I'm reminded of a professor I'd had in an introductory social sciences course.
On their death, I learned that far from the patrician presence he'd come to be
when I knew him, he'd come from humble and harsh beginnings, as related in an
obituary. Though they'd published little academic work, they were able to make
a substantial endowment to the university. It also became clear to me over the
decades, substantiated by the fact that virtually all their published work was
via specifically ideological (and corporate-backed) insitutions, that he was
ragingly partisan.
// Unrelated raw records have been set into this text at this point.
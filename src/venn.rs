//! Static Venn diagrams of two or three sets.
//!
//! Circle areas are proportional to the set sizes and each pairwise overlap
//! approximates the size of the intersection. Three-set layouts honor the
//! pairwise overlaps only, so the triple region is approximate.

use std::collections::HashMap;
use std::f64::consts::PI;
use std::fs;
use std::hash::Hash;
use std::path::{Path, PathBuf};

use crate::error::{PlotlyLightError, Result, ensure_len};
use crate::renderer::{self, HTML_MIME_TYPE, MimeBundle, TEXT_MIME_TYPE};
use crate::svg::{Circle, SvgBuilder, Text};

pub const SVG_MIME_TYPE: &str = "image/svg+xml";

const POINTS_PER_INCH: f64 = 72.0;
const LABEL_FONT_PT: f64 = 10.0;
const TITLE_FONT_PT: f64 = 12.0;
/// Samples per axis when searching for region label positions.
const GRID: usize = 200;
const BISECTION_STEPS: usize = 100;

#[derive(Debug, Clone)]
pub struct VennOptions {
    /// Fill color per set; white when unset.
    pub colors: Option<Vec<String>>,
    pub line_color: String,
    /// Circle outline width in points.
    pub line_width: f64,
    /// Opacity of the circle fills.
    pub opacity: f64,
    /// Size in pixels.
    pub width: f64,
    pub height: f64,
    /// Fonts and lines are sized in points and scale with `dpi`.
    pub dpi: f64,
    pub title: String,
    /// `.svg` or `.html` file to write the diagram to.
    pub out_fname: Option<PathBuf>,
    /// Skip displaying the diagram.
    pub no_plot: bool,
}

impl Default for VennOptions {
    fn default() -> Self {
        Self {
            colors: None,
            line_color: "black".to_string(),
            line_width: 0.5,
            opacity: 1.0,
            width: 500.0,
            height: 500.0,
            dpi: 300.0,
            title: String::new(),
            out_fname: None,
            no_plot: false,
        }
    }
}

/// A rendered Venn diagram with its region counts.
#[derive(Debug, Clone, PartialEq, Eq)]
pub struct VennDiagram {
    labels: Vec<String>,
    /// Exclusive region sizes indexed by set membership bit mask.
    regions: Vec<usize>,
    svg: String,
}

impl VennDiagram {
    #[must_use]
    pub fn svg(&self) -> &str {
        &self.svg
    }

    #[must_use]
    pub fn labels(&self) -> &[String] {
        &self.labels
    }

    /// Number of elements in exactly the sets `sets` (by index) and no other.
    ///
    /// Unknown set indices yield 0.
    #[must_use]
    pub fn region_count(&self, sets: &[usize]) -> usize {
        if sets.iter().any(|&set| set >= self.labels.len()) {
            return 0;
        }
        let mask = sets.iter().fold(0, |mask, set| mask | (1 << set));
        self.regions.get(mask).copied().unwrap_or(0)
    }

    /// Unknown set indices yield 0.
    #[must_use]
    pub fn set_size(&self, set: usize) -> usize {
        if set >= self.labels.len() {
            return 0;
        }
        set_size(&self.regions, set)
    }

    #[must_use]
    pub fn to_mime_bundle(&self) -> MimeBundle {
        let summary = self
            .labels
            .iter()
            .enumerate()
            .map(|(i, label)| format!("{label} ({})", self.set_size(i)))
            .collect::<Vec<_>>()
            .join(", ");
        MimeBundle::new()
            .with(SVG_MIME_TYPE, self.svg.clone())
            .with(HTML_MIME_TYPE, self.svg.clone())
            .with(TEXT_MIME_TYPE, format!("Venn diagram: {summary}"))
    }

    /// Write the diagram as `.svg` or as an `.html` page embedding it.
    ///
    /// # Errors
    /// Returns an error for other extensions or when writing fails.
    pub fn save(&self, path: &Path) -> Result<()> {
        let extension = path
            .extension()
            .and_then(|ext| ext.to_str())
            .map(str::to_ascii_lowercase);
        let contents = match extension.as_deref() {
            Some("svg") => self.svg.clone(),
            Some("html") => format!(
                "<html>\n<head><meta charset=\"utf-8\" /></head>\n<body>\n{}\n</body>\n</html>\n",
                self.svg
            ),
            _ => return Err(PlotlyLightError::UnsupportedFormat(path.display().to_string())),
        };
        fs::write(path, contents)?;
        tracing::debug!(path = %path.display(), "wrote venn diagram");
        Ok(())
    }

    pub fn show(&self) {
        renderer::publish(&self.to_mime_bundle());
    }
}

/// Draw a Venn diagram of two or three sets.
///
/// Duplicates within a set count once. The diagram is written to
/// `out_fname` when given and displayed unless `no_plot` is set.
///
/// # Errors
/// Returns an error when there are not 2 or 3 sets, when `labels` or
/// `colors` do not match the number of sets, when every set is empty, or
/// when the output file cannot be written.
pub fn venn<D, T, L>(data: &[D], labels: &[L], options: &VennOptions) -> Result<VennDiagram>
where
    for<'a> &'a D: IntoIterator<Item = &'a T>,
    T: Eq + Hash,
    L: AsRef<str>,
{
    let n = data.len();
    if !(2..=3).contains(&n) {
        return Err(PlotlyLightError::invalid_option(
            "data",
            format!("{n} sets"),
            "2 or 3 sets",
        ));
    }
    ensure_len("labels", labels.len(), "# of sets", n)?;
    if let Some(colors) = &options.colors {
        ensure_len("colors", colors.len(), "# of sets", n)?;
    }

    let regions = region_counts(data);
    if regions.iter().all(|&count| count == 0) {
        return Err(PlotlyLightError::EmptyData);
    }

    let labels: Vec<String> = labels.iter().map(|label| label.as_ref().to_string()).collect();
    let circles = place_circles(&regions, n);
    let svg = render(&circles, &regions, &labels, options);
    let diagram = VennDiagram {
        labels,
        regions,
        svg,
    };

    if let Some(path) = &options.out_fname {
        diagram.save(path)?;
    }
    if !options.no_plot {
        diagram.show();
    }
    Ok(diagram)
}

fn region_counts<D, T>(data: &[D]) -> Vec<usize>
where
    for<'a> &'a D: IntoIterator<Item = &'a T>,
    T: Eq + Hash,
{
    let mut membership: HashMap<&T, usize> = HashMap::new();
    for (i, set) in data.iter().enumerate() {
        for item in set {
            *membership.entry(item).or_default() |= 1 << i;
        }
    }
    let mut regions = vec![0; 1 << data.len()];
    for mask in membership.into_values() {
        regions[mask] += 1;
    }
    regions
}

fn set_size(regions: &[usize], set: usize) -> usize {
    regions
        .iter()
        .enumerate()
        .filter(|(mask, _)| mask & (1 << set) != 0)
        .map(|(_, count)| count)
        .sum()
}

fn overlap_size(regions: &[usize], a: usize, b: usize) -> usize {
    let both = (1 << a) | (1 << b);
    regions
        .iter()
        .enumerate()
        .filter(|(mask, _)| mask & both == both)
        .map(|(_, count)| count)
        .sum()
}

#[derive(Debug, Clone, Copy, PartialEq)]
struct Disk {
    x: f64,
    y: f64,
    r: f64,
}

impl Disk {
    fn contains(&self, x: f64, y: f64) -> bool {
        (x - self.x).hypot(y - self.y) < self.r
    }

    fn clearance(&self, x: f64, y: f64) -> f64 {
        ((x - self.x).hypot(y - self.y) - self.r).abs()
    }
}

/// Area of the intersection of two circles at distance `d`.
fn lens_area(r1: f64, r2: f64, d: f64) -> f64 {
    if d >= r1 + r2 {
        return 0.0;
    }
    if d <= (r1 - r2).abs() {
        return PI * r1.min(r2).powi(2);
    }
    let a1 = ((d * d + r1 * r1 - r2 * r2) / (2.0 * d * r1)).clamp(-1.0, 1.0).acos();
    let a2 = ((d * d + r2 * r2 - r1 * r1) / (2.0 * d * r2)).clamp(-1.0, 1.0).acos();
    let kite = ((-d + r1 + r2) * (d + r1 - r2) * (d - r1 + r2) * (d + r1 + r2)).max(0.0);
    0.5f64.mul_add(-kite.sqrt(), r1 * r1 * a1 + r2 * r2 * a2)
}

/// Center distance at which two circles overlap by `overlap` area.
fn solve_distance(r1: f64, r2: f64, overlap: f64) -> f64 {
    let (mut lo, mut hi) = ((r1 - r2).abs(), r1 + r2);
    if overlap <= 0.0 {
        return hi;
    }
    if overlap >= lens_area(r1, r2, lo) {
        return lo;
    }
    for _ in 0..BISECTION_STEPS {
        let mid = (lo + hi) / 2.0;
        if lens_area(r1, r2, mid) > overlap {
            lo = mid;
        } else {
            hi = mid;
        }
    }
    (lo + hi) / 2.0
}

#[allow(clippy::cast_precision_loss)]
fn place_circles(regions: &[usize], n: usize) -> Vec<Disk> {
    let radii: Vec<f64> = (0..n)
        .map(|i| (set_size(regions, i) as f64 / PI).sqrt())
        .collect();
    let distance = |a: usize, b: usize| {
        solve_distance(radii[a], radii[b], overlap_size(regions, a, b) as f64)
    };

    let d01 = distance(0, 1);
    let mut disks = vec![
        Disk { x: 0.0, y: 0.0, r: radii[0] },
        Disk { x: d01, y: 0.0, r: radii[1] },
    ];
    if n == 3 {
        let (d02, d12) = (distance(0, 2), distance(1, 2));
        // third center from the two distances; below the first two
        let x = if d01 > f64::EPSILON {
            (d02 * d02 - d12 * d12 + d01 * d01) / (2.0 * d01)
        } else {
            0.0
        };
        let y = (d02 * d02 - x * x).max(0.0).sqrt();
        disks.push(Disk { x, y, r: radii[2] });
    }
    disks
}

/// Point inside the region farthest from every circle outline.
#[allow(clippy::cast_precision_loss)]
fn region_anchor(disks: &[Disk], mask: usize, bounds: &Bounds) -> Option<(f64, f64)> {
    let step_x = bounds.width() / GRID as f64;
    let step_y = bounds.height() / GRID as f64;
    let mut best: Option<(f64, (f64, f64))> = None;
    for i in 0..GRID {
        for j in 0..GRID {
            let x = (i as f64 + 0.5).mul_add(step_x, bounds.min_x);
            let y = (j as f64 + 0.5).mul_add(step_y, bounds.min_y);
            let inside = disks
                .iter()
                .enumerate()
                .filter(|(_, disk)| disk.contains(x, y))
                .fold(0, |acc, (k, _)| acc | (1 << k));
            if inside != mask {
                continue;
            }
            let clearance = disks
                .iter()
                .map(|disk| disk.clearance(x, y))
                .fold(f64::INFINITY, f64::min);
            if best.is_none_or(|(score, _)| clearance > score) {
                best = Some((clearance, (x, y)));
            }
        }
    }
    best.map(|(_, point)| point)
}

#[derive(Debug, Clone, Copy)]
struct Bounds {
    min_x: f64,
    min_y: f64,
    max_x: f64,
    max_y: f64,
}

impl Bounds {
    fn of(disks: &[Disk]) -> Self {
        disks.iter().fold(
            Self {
                min_x: f64::INFINITY,
                min_y: f64::INFINITY,
                max_x: f64::NEG_INFINITY,
                max_y: f64::NEG_INFINITY,
            },
            |b, d| Self {
                min_x: b.min_x.min(d.x - d.r),
                min_y: b.min_y.min(d.y - d.r),
                max_x: b.max_x.max(d.x + d.r),
                max_y: b.max_y.max(d.y + d.r),
            },
        )
    }

    fn width(&self) -> f64 {
        (self.max_x - self.min_x).max(f64::EPSILON)
    }

    fn height(&self) -> f64 {
        (self.max_y - self.min_y).max(f64::EPSILON)
    }
}

/// Maps diagram units to pixels.
struct Frame {
    scale: f64,
    offset_x: f64,
    offset_y: f64,
}

impl Frame {
    fn point(&self, x: f64, y: f64) -> (f64, f64) {
        (
            x.mul_add(self.scale, self.offset_x),
            y.mul_add(self.scale, self.offset_y),
        )
    }
}

fn render(disks: &[Disk], regions: &[usize], labels: &[String], options: &VennOptions) -> String {
    let px_per_pt = options.dpi / POINTS_PER_INCH;
    let font = LABEL_FONT_PT * px_per_pt;
    let title_font = TITLE_FONT_PT * px_per_pt;
    let title_height = if options.title.is_empty() { 0.0 } else { 2.0 * title_font };
    let pad = 2.0 * font;

    let bounds = Bounds::of(disks);
    let avail_w = 2.0f64.mul_add(-pad, options.width).max(1.0);
    let avail_h = 2.0f64.mul_add(-pad, options.height - title_height).max(1.0);
    let scale = (avail_w / bounds.width()).min(avail_h / bounds.height());
    let frame = Frame {
        scale,
        offset_x: options.width / 2.0 - (bounds.min_x + bounds.max_x) / 2.0 * scale,
        offset_y: title_height + pad + avail_h / 2.0 - (bounds.min_y + bounds.max_y) / 2.0 * scale,
    };

    let mut builder = SvgBuilder::new(options.width, options.height).with_background("white");
    if !options.title.is_empty() {
        let title = Text::new(options.width / 2.0, title_font, options.title.clone())
            .with_font_size(title_font);
        builder = builder
            .with_title(options.title.clone())
            .push_element(&title);
    }

    for (i, disk) in disks.iter().enumerate() {
        let (cx, cy) = frame.point(disk.x, disk.y);
        let fill = options
            .colors
            .as_ref()
            .map_or("white", |colors| colors[i].as_str());
        let circle = Circle::new(cx, cy, disk.r * scale)
            .with_fill(fill, options.opacity)
            .with_stroke("none", 0.0)
            .with_title(format!("{} ({})", labels[i], set_size(regions, i)));
        builder = builder.push_element(&circle);
    }
    for disk in disks {
        let (cx, cy) = frame.point(disk.x, disk.y);
        let outline = Circle::new(cx, cy, disk.r * scale)
            .with_stroke(options.line_color.clone(), options.line_width * px_per_pt);
        builder = builder.push_element(&outline);
    }

    for (mask, &count) in regions.iter().enumerate().skip(1) {
        if count == 0 {
            continue;
        }
        match region_anchor(disks, mask, &bounds) {
            Some((x, y)) => {
                let (x, y) = frame.point(x, y);
                let text = Text::new(x, y, count.to_string()).with_font_size(font);
                builder = builder.push_element(&text);
            }
            None => tracing::debug!(mask, count, "venn region too small to label"),
        }
    }

    for (i, label) in labels.iter().enumerate() {
        let (x, y) = set_label_position(disks, i, &frame, font);
        builder = builder.push_element(&Text::new(x, y, label.clone()).with_font_size(font));
    }

    builder.build()
}

/// Two sets are labelled below their circles, three sets outward from the
/// center of the diagram.
#[allow(clippy::cast_precision_loss)]
fn set_label_position(disks: &[Disk], i: usize, frame: &Frame, font: f64) -> (f64, f64) {
    let disk = disks[i];
    let (cx, cy) = frame.point(disk.x, disk.y);
    let gap = disk.r.mul_add(frame.scale, font);
    if disks.len() == 2 {
        return (cx, cy + gap);
    }
    let n = disks.len() as f64;
    let center_x = disks.iter().map(|d| d.x).sum::<f64>() / n;
    let center_y = disks.iter().map(|d| d.y).sum::<f64>() / n;
    let (dx, dy) = (disk.x - center_x, disk.y - center_y);
    let norm = dx.hypot(dy);
    if norm <= f64::EPSILON {
        return (cx, cy + gap);
    }
    ((dx / norm).mul_add(gap, cx), (dy / norm).mul_add(gap, cy))
}

#[cfg(test)]
#[path = "venn_tests.rs"]
mod tests;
A realisation which explained much of his lecture and
course presentation and materials.

That personal history matches others in the field.

A background of poverty _can_ be illuminating and character-building. It can
also be the opposite. It is a tool which creates individuals who, as the Insys
quote demonstrates, manipulators and destroyers of the common weal can, will
and do, _with all deliberate intent_ exploit.

Poverty and inequality are a self-feeding cycle.